El día de la independencia y otras interrogantes

Marcia Collazo

03.09.2015

Sabido es que, en el marco de los vaivenes de nuestra gesta emancipadora, demasiado hemos discutido los uruguayos cuál es, en rigor de verdad, el día de nuestra independencia, ésa misma que otros países festejan con envidiable unanimidad, fuegos artificiales mediante.

Dos patrias tengo yo: Cuba y la noche.
¿O son una las dos?

José Martí


Independencia y Unión
Entre nosotros se han manejado varias fechas, correspondientes a otros tantos acontecimientos históricos; y sin embargo una sobresale, por más que no exista consenso sobre sus alcances.
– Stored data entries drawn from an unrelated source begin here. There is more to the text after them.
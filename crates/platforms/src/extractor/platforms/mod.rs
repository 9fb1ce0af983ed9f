pub mod twitch;
/// Query evaluation and update application for the mock service
///
/// Mirrors the documented service semantics closely enough for client tests:
/// dotted field paths, the operator suffixes, and the five update groups.
use serde_json::{Map, Number, Value};
use std::cmp::Ordering;
use std::collections::HashSet;

const UPDATE_GROUPS: [&str; 5] = ["set", "increment", "append", "prepend", "delete"];

fn lookup<'a>(item: &'a Map<String, Value>, path: &str) -> Option<&'a Value> {
    let mut parts = path.split('.');
    let mut current = item.get(parts.next()?)?;
    for part in parts {
        current = current.as_object()?.get(part)?;
    }
    Some(current)
}

/// Parent object of `path`, created on demand, plus the last path segment
fn parent_mut<'a, 'p>(
    item: &'a mut Map<String, Value>,
    path: &'p str,
) -> Result<(&'a mut Map<String, Value>, &'p str), String> {
    let (parents, leaf) = match path.rsplit_once('.') {
        Some((parents, leaf)) => (Some(parents), leaf),
        None => (None, path),
    };

    let mut current = item;
    if let Some(parents) = parents {
        for part in parents.split('.') {
            let next = current
                .entry(part.to_string())
                .or_insert_with(|| Value::Object(Map::new()));
            current = next
                .as_object_mut()
                .ok_or_else(|| format!("'{}' is not an object", part))?;
        }
    }
    Ok((current, leaf))
}

fn compare(a: &Value, b: &Value) -> Option<Ordering> {
    match (a, b) {
        (Value::Number(x), Value::Number(y)) => x.as_f64()?.partial_cmp(&y.as_f64()?),
        (Value::String(x), Value::String(y)) => Some(x.cmp(y)),
        _ => None,
    }
}

fn equals(a: &Value, b: &Value) -> bool {
    compare(a, b) == Some(Ordering::Equal) || a == b
}

fn contains(field: &Value, needle: &Value) -> bool {
    match (field, needle) {
        (Value::String(haystack), Value::String(needle)) => haystack.contains(needle.as_str()),
        (Value::Array(elements), needle) => elements.iter().any(|e| equals(e, needle)),
        _ => false,
    }
}

fn condition_matches(item: &Map<String, Value>, condition: &str, expected: &Value) -> Result<bool, String> {
    let (field, op) = match condition.rsplit_once('?') {
        Some((field, op)) => (field, op),
        None => (condition, "eq"),
    };
    let actual = lookup(item, field);

    let matched = match op {
        "eq" => actual.map_or(false, |v| equals(v, expected)),
        "ne" => actual.map_or(true, |v| !equals(v, expected)),
        "lt" => actual.and_then(|v| compare(v, expected)) == Some(Ordering::Less),
        "gt" => actual.and_then(|v| compare(v, expected)) == Some(Ordering::Greater),
        "lte" => matches!(
            actual.and_then(|v| compare(v, expected)),
            Some(Ordering::Less | Ordering::Equal)
        ),
        "gte" => matches!(
            actual.and_then(|v| compare(v, expected)),
            Some(Ordering::Greater | Ordering::Equal)
        ),
        "pfx" => match (actual, expected) {
            (Some(Value::String(v)), Value::String(prefix)) => v.starts_with(prefix.as_str()),
            _ => false,
        },
        "r" => {
            let bounds = expected
                .as_array()
                .filter(|b| b.len() == 2)
                .ok_or_else(|| format!("range for '{}' must be [lower, upper]", field))?;
            actual.map_or(false, |v| {
                matches!(compare(v, &bounds[0]), Some(Ordering::Greater | Ordering::Equal))
                    && matches!(compare(v, &bounds[1]), Some(Ordering::Less | Ordering::Equal))
            })
        }
        "contains" => actual.map_or(false, |v| contains(v, expected)),
        "not_contains" => actual.map_or(true, |v| !contains(v, expected)),
        other => return Err(format!("unknown operator '{}'", other)),
    };
    Ok(matched)
}

/// True if `item` satisfies any filter. An empty filter list matches all.
pub fn matches_query(item: &Map<String, Value>, filters: &[Value]) -> Result<bool, String> {
    if filters.is_empty() {
        return Ok(true);
    }

    for filter in filters {
        let conditions = filter
            .as_object()
            .ok_or_else(|| "each query filter must be an object".to_string())?;

        let mut all = true;
        for (condition, expected) in conditions {
            if !condition_matches(item, condition, expected)? {
                all = false;
                break;
            }
        }
        if all {
            return Ok(true);
        }
    }
    Ok(false)
}

fn add_numbers(current: &Number, delta: &Number) -> Option<Number> {
    match (current.as_i64(), delta.as_i64()) {
        (Some(a), Some(b)) => a.checked_add(b).map(Number::from),
        _ => Number::from_f64(current.as_f64()? + delta.as_f64()?),
    }
}

fn extend_list(item: &mut Map<String, Value>, path: &str, value: &Value, front: bool) -> Result<(), String> {
    let (parent, leaf) = parent_mut(item, path)?;
    let list = parent
        .entry(leaf.to_string())
        .or_insert_with(|| Value::Array(Vec::new()))
        .as_array_mut()
        .ok_or_else(|| format!("'{}' is not a list", path))?;

    let values = match value {
        Value::Array(values) => values.clone(),
        other => vec![other.clone()],
    };
    if front {
        let tail = std::mem::take(list);
        list.extend(values);
        list.extend(tail);
    } else {
        list.extend(values);
    }
    Ok(())
}

fn group<'a>(update: &'a Map<String, Value>, name: &str) -> Result<Option<&'a Map<String, Value>>, String> {
    match update.get(name) {
        None => Ok(None),
        Some(Value::Object(fields)) => Ok(Some(fields)),
        Some(_) => Err(format!("'{}' must be an object", name)),
    }
}

/// Apply an update object to `item` in place.
///
/// May leave `item` partially modified on error; apply to a copy and commit
/// on success.
pub fn apply_update(item: &mut Map<String, Value>, update: &Map<String, Value>) -> Result<(), String> {
    for name in update.keys() {
        if !UPDATE_GROUPS.contains(&name.as_str()) {
            return Err(format!("unknown update operation '{}'", name));
        }
    }

    let deletes: Vec<&str> = match update.get("delete") {
        None => Vec::new(),
        Some(Value::Array(fields)) => fields
            .iter()
            .map(|f| f.as_str().ok_or_else(|| "delete must list field names".to_string()))
            .collect::<Result<_, _>>()?,
        Some(_) => return Err("delete must be a list".to_string()),
    };

    let mut seen = HashSet::new();
    for name in &UPDATE_GROUPS[..4] {
        if let Some(fields) = group(update, name)? {
            for field in fields.keys() {
                if !seen.insert(field.as_str()) {
                    return Err(format!("conflicting operations on '{}'", field));
                }
            }
        }
    }
    for field in &deletes {
        if !seen.insert(*field) {
            return Err(format!("conflicting operations on '{}'", field));
        }
    }

    if let Some(fields) = group(update, "set")? {
        for (path, value) in fields {
            let (parent, leaf) = parent_mut(item, path)?;
            parent.insert(leaf.to_string(), value.clone());
        }
    }

    if let Some(fields) = group(update, "increment")? {
        for (path, delta) in fields {
            let delta = match delta {
                Value::Number(delta) => delta,
                _ => return Err(format!("increment for '{}' must be a number", path)),
            };
            let (parent, leaf) = parent_mut(item, path)?;
            let current = parent
                .entry(leaf.to_string())
                .or_insert_with(|| Value::Number(Number::from(0)));
            let sum = match current {
                Value::Number(n) => add_numbers(n, delta),
                _ => None,
            }
            .ok_or_else(|| format!("'{}' is not a number", path))?;
            *current = Value::Number(sum);
        }
    }

    if let Some(fields) = group(update, "append")? {
        for (path, value) in fields {
            extend_list(item, path, value, false)?;
        }
    }

    if let Some(fields) = group(update, "prepend")? {
        for (path, value) in fields {
            extend_list(item, path, value, true)?;
        }
    }

    for path in deletes {
        let (parent, leaf) = parent_mut(item, path)?;
        parent.remove(leaf);
    }

    Ok(())
}
/// Client configuration for endpoints and transport parameters
use crate::error::{ClientError, Result};
use reqwest::Url;
use std::time::Duration;

pub const DEFAULT_BASE_ENDPOINT: &str = "https://database.deta.sh";
pub const DEFAULT_DRIVE_ENDPOINT: &str = "https://drive.deta.sh";

#[derive(Debug, Clone)]
pub struct ClientConfig {
    /// Root URL of the Base service. `/v1/<projectId>/<baseName>` is appended.
    pub base_endpoint: String,

    /// Root URL of the Drive service
    pub drive_endpoint: String,

    /// Per-request timeout (None = no client-side timeout)
    pub timeout: Option<Duration>,

    /// User-Agent header sent with every request
    pub user_agent: String,
}

impl Default for ClientConfig {
    fn default() -> Self {
        Self {
            base_endpoint: DEFAULT_BASE_ENDPOINT.to_string(),
            drive_endpoint: DEFAULT_DRIVE_ENDPOINT.to_string(),
            timeout: None,
            user_agent: concat!("dena-client/", env!("CARGO_PKG_VERSION")).to_string(),
        }
    }
}

impl ClientConfig {
    /// Create a new configuration with default values
    pub fn new() -> Self {
        Self::default()
    }

    /// Point Base collections at a different service root
    pub fn with_base_endpoint(mut self, endpoint: impl Into<String>) -> Self {
        self.base_endpoint = endpoint.into();
        self
    }

    /// Point Drive handles at a different service root
    pub fn with_drive_endpoint(mut self, endpoint: impl Into<String>) -> Self {
        self.drive_endpoint = endpoint.into();
        self
    }

    /// Abort requests that take longer than `timeout`
    pub fn with_timeout(mut self, timeout: Duration) -> Self {
        self.timeout = Some(timeout);
        self
    }

    pub fn with_user_agent(mut self, user_agent: impl Into<String>) -> Self {
        self.user_agent = user_agent.into();
        self
    }

    /// Validate configuration values
    pub fn validate(&self) -> Result<()> {
        parse_endpoint("base_endpoint", &self.base_endpoint)?;
        parse_endpoint("drive_endpoint", &self.drive_endpoint)?;

        if self.timeout == Some(Duration::ZERO) {
            return Err(ClientError::InvalidArgument(
                "timeout must be greater than 0 when set".to_string(),
            ));
        }

        Ok(())
    }

    pub(crate) fn base_url(&self) -> Result<Url> {
        parse_endpoint("base_endpoint", &self.base_endpoint)
    }

    pub(crate) fn drive_url(&self) -> Result<Url> {
        parse_endpoint("drive_endpoint", &self.drive_endpoint)
    }
}

fn parse_endpoint(field: &str, endpoint: &str) -> Result<Url> {
    let url = Url::parse(endpoint)
        .map_err(|e| ClientError::InvalidArgument(format!("{} '{}': {}", field, endpoint, e)))?;

    match url.scheme() {
        "http" | "https" => Ok(url),
        other => Err(ClientError::InvalidArgument(format!(
            "{} must use http or https, got '{}'",
            field, other
        ))),
    }
}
Parece inobjetable que el 25 de agosto de 1825 se emitió una declaración expresa de independencia, por parte del gobierno de la Florida, surgido del contexto de la gesta libertaria de la Cruzada Libertadora de ese mismo año, liderada por Juan Antonio Lavalleja y Manuel Oribe. El problema consiste en ponernos de acuerdo respecto a sus objetivos e intenciones.
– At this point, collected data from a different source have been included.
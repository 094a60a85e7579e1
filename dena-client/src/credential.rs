/// Project key handling
use crate::error::{ClientError, Result};
use std::fmt;
use std::sync::Arc;

const PROJECT_ID_SEPARATOR: char = '_';

/// A project key of the form `<projectId>_<secret>`.
///
/// Immutable and cheap to clone. The secret never appears in `Debug` output.
#[derive(Clone, PartialEq, Eq)]
pub struct Credential {
    key: Arc<str>,
    project_id_len: usize,
}

impl Credential {
    /// Parse a project key. Fails when the key is empty.
    ///
    /// The project id is everything before the first `_`; a key without a
    /// separator is its own project id.
    pub fn new(key: impl Into<String>) -> Result<Self> {
        let key = key.into();
        if key.is_empty() {
            return Err(ClientError::InvalidArgument("Project key is empty".to_string()));
        }

        let project_id_len = key.find(PROJECT_ID_SEPARATOR).unwrap_or(key.len());
        Ok(Self {
            key: Arc::from(key),
            project_id_len,
        })
    }

    pub fn project_id(&self) -> &str {
        &self.key[..self.project_id_len]
    }

    /// The full key, as sent in the `X-API-Key` header
    pub(crate) fn expose(&self) -> &str {
        &self.key
    }
}

impl fmt::Debug for Credential {
    fn fmt(&self, f: &mut fmt::Formatter<'_>) -> fmt::Result {
        f.debug_struct("Credential")
            .field("project_id", &self.project_id())
            .field("key", &"<redacted>")
            .finish()
    }
}
/// Drive (object storage) handle
use crate::credential::Credential;
use reqwest::Url;

/// A Drive bound to the same project and key as the factory that built it.
///
/// Only the addressing is provided; file operations are not part of this
/// crate.
#[derive(Debug, Clone)]
pub struct Drive {
    name: String,
    base_url: Url,
    credential: Credential,
}

impl Drive {
    pub(crate) fn new(name: &str, base_url: Url, credential: Credential) -> Self {
        Self {
            name: name.to_string(),
            base_url,
            credential,
        }
    }

    pub fn name(&self) -> &str {
        &self.name
    }

    /// `<drive endpoint>/v1/<projectId>/<name>`
    pub fn base_url(&self) -> &Url {
        &self.base_url
    }

    pub fn project_id(&self) -> &str {
        self.credential.project_id()
    }
}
Dicho gobierno de la Florida fue conformado, como era debido, con representantes de los cabildos de los principales pueblos de la Provincia Oriental –en ese entonces denominada Provincia Cisplatina por los brasileños, que la habían invadido como portugueses, en 1816-.
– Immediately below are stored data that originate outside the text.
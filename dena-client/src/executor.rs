/// Request executor: one logical operation, one HTTP round trip
use crate::credential::Credential;
use crate::error::{ClientError, Result};
use reqwest::header::CONTENT_TYPE;
use reqwest::{Method, Url};
use serde::de::DeserializeOwned;
use serde::Serialize;
use serde_json::Value;
use tracing::{debug, warn};

pub(crate) const API_KEY_HEADER: &str = "X-API-Key";
const JSON_CONTENT_TYPE: &str = "application/json";

/// Logical operation descriptor.
///
/// Defaults to a `GET` on the collection root with no body.
#[derive(Debug, Clone)]
pub(crate) struct Operation {
    method: Method,
    segments: Vec<String>,
    body: Option<Vec<u8>>,
}

impl Default for Operation {
    fn default() -> Self {
        Self {
            method: Method::GET,
            segments: Vec::new(),
            body: None,
        }
    }
}

impl Operation {
    pub fn new(method: Method) -> Self {
        Self {
            method,
            ..Self::default()
        }
    }

    /// Append one path segment. The segment is percent-encoded as a unit,
    /// so a `/` inside it never splits it in two.
    pub fn segment(mut self, segment: impl Into<String>) -> Self {
        self.segments.push(segment.into());
        self
    }

    /// Attach a JSON body
    pub fn json<B: Serialize + ?Sized>(mut self, body: &B) -> Result<Self> {
        self.body = Some(serde_json::to_vec(body)?);
        Ok(self)
    }
}

/// Sends operations against one collection URL
#[derive(Clone)]
pub(crate) struct Executor {
    http: reqwest::Client,
    base_url: Url,
    credential: Credential,
}

impl Executor {
    pub fn new(http: reqwest::Client, base_url: Url, credential: Credential) -> Self {
        Self {
            http,
            base_url,
            credential,
        }
    }

    pub fn base_url(&self) -> &Url {
        &self.base_url
    }

    /// Send the operation and decode a 2xx body as `R`.
    ///
    /// The response body is parsed as JSON whatever the status. Any status
    /// outside `[200, 300)` fails with [`ClientError::Remote`] carrying that
    /// JSON unchanged.
    pub async fn execute<R: DeserializeOwned>(&self, operation: Operation) -> Result<R> {
        let url = join_segments(&self.base_url, &operation.segments)?;
        debug!(method = %operation.method, url = %url, "sending request");

        let mut request = self
            .http
            .request(operation.method.clone(), url)
            .header(API_KEY_HEADER, self.credential.expose())
            .header(CONTENT_TYPE, JSON_CONTENT_TYPE);
        if let Some(body) = operation.body {
            request = request.body(body);
        }

        let response = request.send().await?;
        let status = response.status();
        let bytes = response.bytes().await?;
        let data: Value = serde_json::from_slice(&bytes)?;

        if status.is_success() {
            debug!(method = %operation.method, status = status.as_u16(), "request succeeded");
            Ok(serde_json::from_value(data)?)
        } else {
            warn!(
                method = %operation.method,
                status = status.as_u16(),
                "request rejected by service"
            );
            Err(ClientError::Remote {
                status: status.as_u16(),
                body: data,
            })
        }
    }
}

/// Join path segments onto `base`, one encoded segment each.
///
/// A trailing empty segment on `base` (from a trailing `/`) is dropped first
/// so joins never produce `//`.
pub(crate) fn join_segments<S: AsRef<str>>(base: &Url, segments: &[S]) -> Result<Url> {
    let mut url = base.clone();
    url.path_segments_mut()
        .map_err(|_| ClientError::InvalidArgument("endpoint cannot be used as a base URL".to_string()))?
        .pop_if_empty()
        .extend(segments.iter().map(AsRef::as_ref));
    Ok(url)
}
El gobierno de la Florida, en el marco de las atribuciones que legítimamente les otorgaron esos pueblos, declaró nuestra independencia del Imperio del Brasil y proclamó nuestra unión a las Provincias Unidas del Río de la Plata. Estableció también el pabellón nacional, que constaría de tres franjas de color celeste, blanco y punzó. La polémica sobre si las dos primeras leyes (de independencia y de unión) nos consagraban o no como parte de la Argentina constituye, en buena medida, nada más que un paralogismo al cual intentaremos responder en este artículo.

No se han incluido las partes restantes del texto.